These are the key concepts you need to understand to accurately answer the question.

Polynomial Functions
Polynomial functions are mathematical expressions involving a sum of powers of variables multiplied by coefficients. They have the general form: \[ f(x) = a_n x^n + a_{n-1} x^{n-1} + ... + a_1 x + a_0 \] Here, the highest power of the variable, known as the degree of the polynomial, determines its behavior and shape.
  • Coefficients: These are the numbers that multiply the variable's terms, like the 5, -3, and 7 in the function \( f(x) = 5x^4 - 3x + 7 \).
  • Degree: This is the highest power of \( x \) in the expression. For \( f(x) = 5x^4 - 3x + 7 \), the degree is 4 because of the term \( 5x^4 \).
  • Constant Term: This is the term without the variable, in this case, 7.
Polynomial functions are smooth and continuous across their domains, which means they have no jumps, sharp corners, or breaks.
Discontinuity
Discontinuity occurs at points where a function is not continuous. This could be due to jumps, vertical asymptotes, or removable discontinuities in a function. For a function to be continuous, it should have no sudden changes or breaks in its graph. Key characteristics of discontinuities in graphical terms include:
  • Jump Discontinuity: This happens when there is a sudden leap in function values at a point, like in piecewise functions.
  • Vertical Asymptote: This is when the function approaches infinity at a particular point, common in rational functions.
  • Hole or Removable Discontinuity: This is when a function is not defined at a point, but can be "fixed" by redefining the value, often observed in rational functions after cancellation.
For polynomial functions, however, none of these apply. Polynomial functions are inherently continuous over all real numbers, making them free from any form of discontinuity.
Real Numbers
Real numbers incorporate all possible numbers that can exist on the number line, encompassing both rational and irrational numbers. This includes integers, fractions, and numbers with decimals without any imaginary components. Highlights of real numbers:
  • Rational Numbers: These are numbers that can be expressed as a ratio of two integers, such as \( \frac{3}{4} \) or -2.
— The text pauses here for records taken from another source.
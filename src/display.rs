use colored::Colorize;
use comfy_table::{Cell, CellAlignment, ContentArrangement, Table};
use itertools::Itertools;

use crate::cards::{Card, Suit};
use crate::equity::{EquityReport, ShowdownResult};
use crate::range::VillainRange;
use crate::spot::SolverReport;

pub fn equity_bar(equity: f64, width: usize) -> String {
    let filled = ((equity.clamp(0.0, 1.0) * width as f64) as usize).min(width);
    let bar: String = "\u{2588}".repeat(filled) + &"\u{2591}".repeat(width - filled);
    let pct = format!("{:.1}%", equity * 100.0);

    if equity >= 0.6 {
        format!("{} {}", bar.green(), pct)
    } else if equity >= 0.4 {
        format!("{} {}", bar.yellow(), pct)
    } else {
        format!("{} {}", bar.red(), pct)
    }
}

pub fn card_display(card: &Card) -> String {
    let text = card.pretty();
    match card.suit {
        Suit::Spades => text.white().to_string(),
        Suit::Hearts => text.red().to_string(),
        Suit::Diamonds => text.blue().to_string(),
        Suit::Clubs => text.green().to_string(),
    }
}

pub fn board_display(cards: &[Card]) -> String {
    cards.iter().map(card_display).join(" ")
}

fn label_cell(text: &str) -> Cell {
    Cell::new(text.bold().to_string())
}

fn pct(value: f64) -> String {
    format!("{:.1}%", value * 100.0)
}

fn signed(value: f64) -> String {
    let text = format!("{:+.2}", value);
    if value >= 0.0 {
        text.green().to_string()
    } else {
        text.red().to_string()
    }
}

pub fn equity_table(labels: &[String], report: &EquityReport) -> String {
    let mut table = Table::new();
    table.set_content_arrangement(ContentArrangement::Dynamic);
    table.set_header(vec!["Player", "Hand", "Win", "Tie", "Equity"]);

    for (seat, (label, player)) in labels.iter().zip(&report.per_player).enumerate() {
        table.add_row(vec![
            label_cell(&format!("P{}", seat + 1)),
            Cell::new(label),
            Cell::new(pct(player.win_ratio)).set_alignment(CellAlignment::Right),
            Cell::new(pct(player.tie_ratio)).set_alignment(CellAlignment::Right),
            Cell::new(equity_bar(player.equity, 20)),
        ]);
    }
    table.to_string()
}

pub fn showdown_table(labels: &[String], showdown: &ShowdownResult) -> String {
    let mut table = Table::new();
    table.set_content_arrangement(ContentArrangement::Dynamic);
    table.set_header(vec!["Player", "Hand", "Best Five", "Made Hand", ""]);

    for (seat, (label, result)) in labels.iter().zip(&showdown.seats).enumerate() {
        let won = showdown.winners.contains(&seat);
        let marker = match (won, showdown.winners.len()) {
            (true, 1) => "WIN".green().bold().to_string(),
            (true, _) => "SPLIT".yellow().bold().to_string(),
            _ => String::new(),
        };
        table.add_row(vec![
            label_cell(&format!("P{}", seat + 1)),
            Cell::new(label),
            Cell::new(board_display(&result.best_five)),
            Cell::new(&result.description),
            Cell::new(marker),
        ]);
    }
    table.to_string()
}

/// Heaviest combos first, optionally with hero's equity against each.
pub fn range_table(range: &VillainRange, top: usize, with_equity: bool) -> String {
    let mut table = Table::new();
    table.set_content_arrangement(ContentArrangement::Dynamic);
    let mut header = vec!["Combo", "Class", "Weight", "Share"];
    if with_equity {
        header.push("Hero Equity");
    }
    table.set_header(header);

    let total = range.total_weight();
    let heaviest = range
        .combos()
        .iter()
        .sorted_by(|a, b| b.weight.total_cmp(&a.weight).then(a.cards.cmp(&b.cards)))
        .take(top);
    for combo in heaviest {
        let share = if total > 0.0 { combo.weight / total } else { 0.0 };
        let mut row = vec![
            Cell::new(board_display(&combo.cards)),
            label_cell(&combo.label()),
            Cell::new(format!("{:.2}", combo.weight)).set_alignment(CellAlignment::Right),
            Cell::new(format!("{:.2}%", share * 100.0)).set_alignment(CellAlignment::Right),
        ];
        if with_equity {
            row.push(Cell::new(equity_bar(combo.hero_equity, 16)));
        }
        table.add_row(row);
    }
    table.to_string()
}

pub fn odds_table(pot: f64, bet: f64, pot_odds: f64, mdf: f64) -> String {
    let mut table = Table::new();
    table.set_content_arrangement(ContentArrangement::Dynamic);

    table.set_header(vec![
        Cell::new("Metric").set_alignment(CellAlignment::Left),
        Cell::new("Value").set_alignment(CellAlignment::Right),
    ]);

    table.add_row(vec![label_cell("Pot"), Cell::new(format!("{:.2}", pot))]);
    table.add_row(vec![label_cell("Bet"), Cell::new(format!("{:.2}", bet))]);
    table.add_row(vec![label_cell("Total Pot"), Cell::new(format!("{:.2}", pot + bet + bet))]);
    table.add_row(vec![label_cell("Pot Odds"), Cell::new(pct(pot_odds))]);
    table.add_row(vec![label_cell("MDF"), Cell::new(pct(mdf))]);

    table.to_string()
}

pub fn styled_action(action: &str) -> String {
    match action.to_uppercase().as_str() {
        "BET" => action.red().bold().to_string(),
        "CALL" => action.green().bold().to_string(),
        "FOLD" => action.dimmed().bold().to_string(),
        "CHECK" => action.yellow().bold().to_string(),
        _ => action.bold().to_string(),
    }
}

/// Full text rendering of a solved spot.
pub fn solver_report(report: &SolverReport, top: usize) -> String {
    let summary = &report.primary;
    let mut out = String::new();

    out.push_str(&format!(
        "\n  {}  {} via {}\n",
        styled_action(summary.recommended_action()),
        format!(
            "(bet {} / check {})",
            pct(summary.hero_strategy.bet),
            pct(summary.hero_strategy.check)
        )
        .dimmed(),
        report.primary_label.cyan()
    ));
    out.push_str(&format!(
        "  Equity vs {} range: {}\n",
        report.profile,
        equity_bar(report.hero_equity, 20)
    ));

    let mut spot = Table::new();
    spot.set_content_arrangement(ContentArrangement::Dynamic);
    spot.set_header(vec!["Spot", "Value"]);
    spot.add_row(vec![label_cell("Pot"), Cell::new(format!("{:.2}", report.pot_size))]);
    spot.add_row(vec![label_cell("Bet"), Cell::new(format!("{:.2} ({:.0}%)", report.bet_size, report.bet_size_percent))]);
    spot.add_row(vec![label_cell("Stack"), Cell::new(format!("{:.2}", report.effective_stack))]);
    spot.add_row(vec![label_cell("Pot Odds"), Cell::new(pct(report.pot_odds))]);
    spot.add_row(vec![label_cell("MDF"), Cell::new(pct(report.mdf))]);
    spot.add_row(vec![
        label_cell("Villain Range"),
        Cell::new(format!("{} combos ({} equity sims)", report.range_combos, report.equity_simulations)),
    ]);
    out.push_str(&format!("\n{}\n", spot));

    let mut strategy = Table::new();
    strategy.set_content_arrangement(ContentArrangement::Dynamic);
    strategy.set_header(vec!["Line", "Value"]);
    strategy.add_row(vec![label_cell("EV Bet"), Cell::new(signed(summary.ev_bet))]);
    strategy.add_row(vec![label_cell("EV Check"), Cell::new(signed(summary.ev_check))]);
    strategy.add_row(vec![label_cell("Villain Calls"), Cell::new(pct(summary.villain_call_frequency))]);
    strategy.add_row(vec![label_cell("Villain Folds"), Cell::new(pct(summary.villain_fold_frequency))]);
    strategy.add_row(vec![
        label_cell("Villain Bets After Check"),
        Cell::new(pct(summary.villain_bet_after_check_frequency)),
    ]);
    strategy.add_row(vec![
        label_cell("Hero Calls Donk Bet"),
        Cell::new(pct(summary.hero_call_strategy.call)),
    ]);
    strategy.add_row(vec![label_cell("Call Threshold"), Cell::new(pct(summary.call_threshold))]);
    strategy.add_row(vec![
        label_cell("Exploitability"),
        Cell::new(format!(
            "{:.4} after {} iterations{}",
            summary.convergence.exploitability,
            summary.convergence.iterations,
            if summary.convergence.stopped_early { " (early stop)" } else { "" }
        )),
    ]);
    out.push_str(&format!("{}\n", strategy));

    if summary.bet_sizes.len() > 1 {
        let mut sizes = Table::new();
        sizes.set_content_arrangement(ContentArrangement::Dynamic);
        sizes.set_header(vec!["Bet Size", "Frequency", "Villain Calls", "EV"]);
        for line in &summary.bet_sizes {
            sizes.add_row(vec![
                label_cell(&format!("{:.2}", line.size)),
                Cell::new(pct(line.frequency)),
                Cell::new(pct(line.villain_call_frequency)),
                Cell::new(signed(line.ev)),
            ]);
        }
        out.push_str(&format!("{}\n", sizes));
    }

    if !summary.details.is_empty() && top > 0 {
        let mut combos = Table::new();
        combos.set_content_arrangement(ContentArrangement::Dynamic);
        combos.set_header(vec!["Villain", "Class", "Share", "Hero Equity", "Calls", "Bets If Checked"]);
        for detail in summary.details.iter().take(top) {
            combos.add_row(vec![
                Cell::new(board_display(&detail.cards)),
                label_cell(&detail.label),
                Cell::new(format!("{:.2}%", detail.weight_share * 100.0)),
                Cell::new(pct(detail.hero_equity)),
                Cell::new(pct(detail.call_probability)),
                Cell::new(pct(detail.bet_after_check)),
            ]);
        }
        out.push_str(&format!("{}\n", combos));
    }

    let others = report
        .results
        .iter()
        .filter(|r| r.id != report.primary_id)
        .map(|r| match (&r.summary, &r.error) {
            (Some(s), _) => format!("{} {} ({}ms)", r.label, styled_action(s.recommended_action()), r.elapsed_ms),
            (None, Some(e)) => format!("{} {} ({})", r.label, "failed".red(), e),
            (None, None) => r.label.clone(),
        })
        .join(" | ");
    if !others.is_empty() {
        out.push_str(&format!("  {} {}", "Other solvers:".dimmed(), others));
    }
    out
}

pub fn print_error(msg: &str) {
    eprintln!("{} {}", "Error:".red().bold(), msg);
}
  • Irrational Numbers: These numbers cannot be expressed as simple fractions and have non-repeating, non-terminating decimal parts, like \( \pi \) or \( \sqrt{2} \).
  • Continuum: The set of real numbers forms a continuous line without gaps. This continuity is mirrored by polynomial functions, making them continuous for all real values of \( x \).
Real numbers serve as the domain for polynomial functions, ensuring smooth graph transitions without any breaks from \(-\infty \) to \(+\infty \). Every real number can be plugged into a polynomial function, yielding a corresponding output smoothly.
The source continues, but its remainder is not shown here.